While writing, you will likely make mistakes. But, do not panic because it is typical for many. However, some issues are more common, critical and oft-repeated than others.
It is particularly true for novice writers in undergraduate studies although I have also seen graduate students making these mistakes. However, this post is intended for college students and beginners in writing.
Here are the five most common mistakes you need to avoid while writing.
- Long Sentences
It is an assumption that good writing is composed of long sentences. Instead, write short sentences because they are easier to follow. But, many love to write long sentences. It is understandable for sometimes it is unavoidable, but most often it can be avoided.
Here is a simple definition of the sentence. It comprises a subject and a predicate to make a complete sense. I am reading, or I am reading a book are both complete sentences.
Expanding on the first sentence, here is an example of a lengthy sentence.
I am reading a book which my father gifted me on my birthday and it is very interesting because the book talks about some issues that I really want to know more about.
It is a 33-word long sentence. But hold on, I have seen horrifying ones. One of my students once wrote an 88-word long sentence.
You need to avoid such sentences. Why take the risk and trouble when there is a better way to write the same in two short and compelling sentences.
I am reading a book that my father gave me on my birthday. I like it because it is very interesting and talks about issues that I really want to know more about.
Shakespeare said, “Brevity is the soul of wit.” Good writing is brief and to the point. It does not use ten words in a sentence where eight or less work just fine, or even better. It avoids using countless adjectives in a sentence when only one perfectly does the job.
It is OK to use jargon for things that don’t have another definition or can not be described otherwise but overusing it also makes you sound pretentious.
Remember, superfluousness is a sign of poor writing.
Examine the short paragraph above for unnecessary words which do not add any meaning to the sentence. Also, these are words which do not change the meaning either if you omit them.
Read the sentence again without the crossed words. The paragraph will still hold the same meaning.
- Poor Punctuation
In Keys for Writers, Raimes and Miller-Cochran write, “Punctuation serves to regulate the flow of information through a sentence, showing readers how to read your ideas.” Commas, apostrophes, semicolons and colons, etc. are some examples of punctuation.

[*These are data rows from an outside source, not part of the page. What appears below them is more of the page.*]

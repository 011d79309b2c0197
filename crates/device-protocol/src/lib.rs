//! Device protocol: the wire contract shared by devices and the fleet backend.
//!
//! Devices locate their serving node through an HTTP discovery request,
//! follow the `307` redirect to a WebSocket endpoint and then exchange WRP
//! envelopes, one MessagePack-encoded [`Message`] per binary frame.
//!
//! This crate holds everything both sides must agree on byte-for-byte:
//! the envelope shape, the codec, the device identifier syntax and the
//! header / status constants used by the discovery handshake.

pub mod codec;
pub mod device_id;
pub mod message;

pub use codec::{decode, encode, CodecError};
pub use device_id::{DeviceId, DeviceIdError};
pub use message::{Message, MessageType, UNKNOWN_MESSAGE_TYPE};

/// Header carrying the device identifier on discovery and upgrade requests.
pub const HEADER_DEVICE_NAME: &str = "X-Webpa-Device-Name";
/// Header carrying the firmware name.
pub const HEADER_FIRMWARE_NAME: &str = "X-Webpa-Firmware-Name";
/// Header carrying the hardware model name.
pub const HEADER_MODEL_NAME: &str = "X-Webpa-Model-Name";
/// Header carrying the manufacturer.
pub const HEADER_MANUFACTURER: &str = "X-Webpa-Manufacturer";

/// Path appended to the redirect location to form the WebSocket endpoint.
pub const DEVICE_ENDPOINT_PATH: &str = "/api/v2/device";

/// Backend status: the device is already connected elsewhere / busy.
pub const STATUS_DEVICE_DISCONNECTED: u16 = 523;
/// Backend status: the device's transaction channel is closed.
pub const STATUS_DEVICE_TIMEOUT: u16 = 524;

But, many don’t understand or take the accurate use of punctuation for granted.
A deeper problem occurs when the punctuation is absent or its use is incorrect use; it is impossible to convey the intended message to the reader. Read the following without punctuation signals a reader usually expects.
Although Robert is an intelligent student he could not get into Harvard for his undergraduate studies. The admission committee said we are sorry to inform you about this news because you did not fill out the application accurately.
The paragraph above does not impede the meaning, but conventional punctuation and mechanics clarify the sense further.
Although Robert is an intelligent student, he could not get into Harvard for his undergraduate studies. The admission committee said, “We are sorry to inform you about this news because you did not fill out the application form accurately.”
This problem is somewhat similar to verbosity, but slightly distinct because some writers tend to not only use extra words or repeat words but also duplicate ideas. Good writers do not reproduce either because redundant writing becomes boring. The reader loses interest in it which is the worst for a writer.
Look at this example if you don’t want it to happen to your writing.
I am reading a book. I got it as a gift from my father on my birthday. I like it because it is very interesting. The book talks about issues that I really want to know more about.
“I” is an example of repetitiveness here. A better way to write it is the way stated previously.
I am reading a book. My father gifted it to me on my birthday. I like it because it is very interesting. The book talks about issues that I really want to know more about.
“I” is used two times and not consecutively. Only a minuscule change of “my” made a big difference.
- Lack of Specificity
Good writing does not beat about the bush, but it is specific and to the point. It deals with a particular subject and doesn’t get into generalizations. The moment it generalizes, writing loses its focus, rhythm and goal.
Most often when I review personal statements of students for college or university admissions, I find generalizations such as “After returning to my country, I will solve many of its problems.” This statement is an example of extremely over-generalized writing.
It has two problems. One, you can’t solve “many problems” because they are huge. Two, it is not clear to the reader what those issues are. And this is what I mean by writing losing its focus and goal precisely.